**What is needed:**
I need all of the entries printed exactly.

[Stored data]

━━━━━━━━━━━━━━━━

//! Per-tenant bearer token cache.
//!
//! Tokens are reused until within five minutes of expiry, then refreshed
//! through the issuing collaborator. Refreshes for one tenant are
//! serialized so concurrent callers coalesce into a single issuance;
//! different tenants refresh independently.

use crate::clock::Clock;
use async_trait::async_trait;
use std::collections::HashMap;
use std::sync::{Arc, Mutex};
use vaultscope_core::{FetchResult, TenantId, Timestamp};

/// A bearer token with its expiry instant.
#[derive(Clone, PartialEq, Eq)]
pub struct Token {
    pub access_token: String,
    pub expires_on: Timestamp,
}

impl std::fmt::Debug for Token {
    fn fmt(&self, f: &mut std::fmt::Formatter<'_>) -> std::fmt::Result {
        f.debug_struct("Token")
            .field("access_token", &"<redacted>")
            .field("expires_on", &self.expires_on)
            .finish()
    }
}

/// External token-issuing collaborator (CLI credential, device code, ...).
#[async_trait]
pub trait TokenIssuer: Send + Sync {
    async fn issue(&self, tenant_id: TenantId, scope: &str) -> FetchResult<Token>;
}

/// Remaining lifetime below which a token is treated as expired.
fn refresh_margin() -> chrono::Duration {
    chrono::Duration::minutes(5)
}

type TokenSlot = Arc<tokio::sync::Mutex<Option<Token>>>;

pub struct TokenCache {
    clock: Arc<dyn Clock>,
    slots: Mutex<HashMap<TenantId, TokenSlot>>,
}

impl TokenCache {
    pub fn new(clock: Arc<dyn Clock>) -> Self {
        Self {
            clock,
            slots: Mutex::new(HashMap::new()),
        }
    }

    /// Return a live token for the tenant, refreshing through `issuer` if
    /// the cached one is absent or within the refresh margin of expiry.
    ///
    /// The per-tenant async mutex is held across the issuance, so a second
    /// caller for the same tenant waits and then reuses the fresh token
    /// instead of triggering a redundant issuance.
    pub async fn get<I>(&self, issuer: &I, tenant_id: TenantId, scope: &str) -> FetchResult<Token>
    where
        I: TokenIssuer + ?Sized,
    {
        let slot = self.slot(tenant_id);
        let mut guard = slot.lock().await;

        if let Some(token) = guard.as_ref() {
            if token.expires_on - self.clock.now() > refresh_margin() {
                return Ok(token.clone());
            }
        }

        let fresh = issuer.issue(tenant_id, scope).await?;
        *guard = Some(fresh.clone());
        Ok(fresh)
    }

    /// Drop all cached tokens; the next use per tenant re-issues.
    pub fn clear(&self) {
        self.lock_slots().clear();
    }

    fn slot(&self, tenant_id: TenantId) -> TokenSlot {
        self.lock_slots().entry(tenant_id).or_default().clone()
    }

    fn lock_slots(&self) -> std::sync::MutexGuard<'_, HashMap<TenantId, TokenSlot>> {
        self.slots.lock().unwrap_or_else(|e| e.into_inner())
    }
}

// ============================================================================
// TESTS
// ============================================================================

━━━━━━━━━━━━━━━━

**Task result:**
//! Per-tenant bearer token cache.
//!
//! Tokens are reused until within five minutes of expiry, then refreshed
//! through the issuing collaborator. Refreshes for one tenant are
//! serialized so concurrent callers coalesce into a single issuance;
//! different tenants refresh independently.

use crate::clock::Clock;
use async_trait::async_trait;
use std::collections::HashMap;
use std::sync::{Arc, Mutex};
use vaultscope_core::{FetchResult, TenantId, Timestamp};

/// A bearer token with its expiry instant.
#[derive(Clone, PartialEq, Eq)]
pub struct Token {
    pub access_token: String,
    pub expires_on: Timestamp,
}

impl std::fmt::Debug for Token {
    fn fmt(&self, f: &mut std::fmt::Formatter<'_>) -> std::fmt::Result {
        f.debug_struct("Token")
            .field("access_token", &"<redacted>")
            .field("expires_on", &self.expires_on)
            .finish()
    }
}

/// External token-issuing collaborator (CLI credential, device code, ...).
#[async_trait]
pub trait TokenIssuer: Send + Sync {
    async fn issue(&self, tenant_id: TenantId, scope: &str) -> FetchResult<Token>;
}

/// Remaining lifetime below which a token is treated as expired.
fn refresh_margin() -> chrono::Duration {
    chrono::Duration::minutes(5)
}

type TokenSlot = Arc<tokio::sync::Mutex<Option<Token>>>;

pub struct TokenCache {
    clock: Arc<dyn Clock>,
    slots: Mutex<HashMap<TenantId, TokenSlot>>,
}

impl TokenCache {
    pub fn new(clock: Arc<dyn Clock>) -> Self {
        Self {
            clock,
            slots: Mutex::new(HashMap::new()),
        }
    }

    /// Return a live token for the tenant, refreshing through `issuer` if
    /// the cached one is absent or within the refresh margin of expiry.
    ///
    /// The per-tenant async mutex is held across the issuance, so a second
    /// caller for the same tenant waits and then reuses the fresh token
    /// instead of triggering a redundant issuance.
    pub async fn get<I>(&self, issuer: &I, tenant_id: TenantId, scope: &str) -> FetchResult<Token>
    where
        I: TokenIssuer + ?Sized,
    {
        let slot = self.slot(tenant_id);
        let mut guard = slot.lock().await;

        if let Some(token) = guard.as_ref() {
            if token.expires_on - self.clock.now() > refresh_margin() {
                return Ok(token.clone());
            }
        }

        let fresh = issuer.issue(tenant_id, scope).await?;
        *guard = Some(fresh.clone());
        Ok(fresh)
    }

    /// Drop all cached tokens; the next use per tenant re-issues.
    pub fn clear(&self) {
        self.lock_slots().clear();
    }

    fn slot(&self, tenant_id: TenantId) -> TokenSlot {
        self.lock_slots().entry(tenant_id).or_default().clone()
    }

    fn lock_slots(&self) -> std::sync::MutexGuard<'_, HashMap<TenantId, TokenSlot>> {
        self.slots.lock().unwrap_or_else(|e| e.into_inner())
    }
}

// ============================================================================
// TESTS
// ============================================================================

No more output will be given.